## BRIEF
Output, word for word, the span of lines that starts at the one containing "Key-value metadata storage" and ends at the last line of the records.

(Dataset entries)
-=-=-
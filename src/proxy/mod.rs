//! Upstream forwarding subsystem.
//!
//! # Data Flow
//! ```text
//! Request + RouteRule
//!     → target.rs (origin + verbatim path/query, upstream Host)
//!     → forwarder.rs (header copy, streamed body, client call)
//!     → rewrite (headers, then stream-through or buffer-and-rewrite)
//!     → Response ready to send
//!
//! Fetch endpoint:
//!     /?url=... → fetch.rs (validate url) → forwarder.rs → Location loop-back
//! ```

pub mod fetch;
pub mod forwarder;
pub mod target;

pub use forwarder::{build_client, Forwarder, HttpsClient};
pub use target::UpstreamTarget;
//! Core layer - format-independent archive model.
//!
//! This module provides:
//! - [`TimeSampling`] / [`TimeSamplingRegistry`] - Sample index to time mapping
//! - [`MetaData`] - Key-value metadata storage
//! - [`ObjectHeader`] / [`PropertyHeader`] - Headers for objects and properties
//! - [`Sample`] / [`SampleSelector`] - Materialized samples and their selection

mod time_sampling;
mod metadata;
mod header;
mod sample;

pub use time_sampling::{
    TimeSampling, TimeSamplingRegistry, TimeSamplingType, ACYCLIC_TIME_PER_CYCLE,
};
pub use metadata::MetaData;
pub use header::{ObjectHeader, PropertyHeader, PropertyType};
pub use sample::{PodBuffer, Sample, SampleSelector, SampleValues};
-=-=-
## TASK RESPONSE
//! - [`MetaData`] - Key-value metadata storage
//! - [`ObjectHeader`] / [`PropertyHeader`] - Headers for objects and properties
//! - [`Sample`] / [`SampleSelector`] - Materialized samples and their selection

mod time_sampling;
mod metadata;
mod header;
mod sample;

pub use time_sampling::{
    TimeSampling, TimeSamplingRegistry, TimeSamplingType, ACYCLIC_TIME_PER_CYCLE,
};
pub use metadata::MetaData;
pub use header::{ObjectHeader, PropertyHeader, PropertyType};
pub use sample::{PodBuffer, Sample, SampleSelector, SampleValues};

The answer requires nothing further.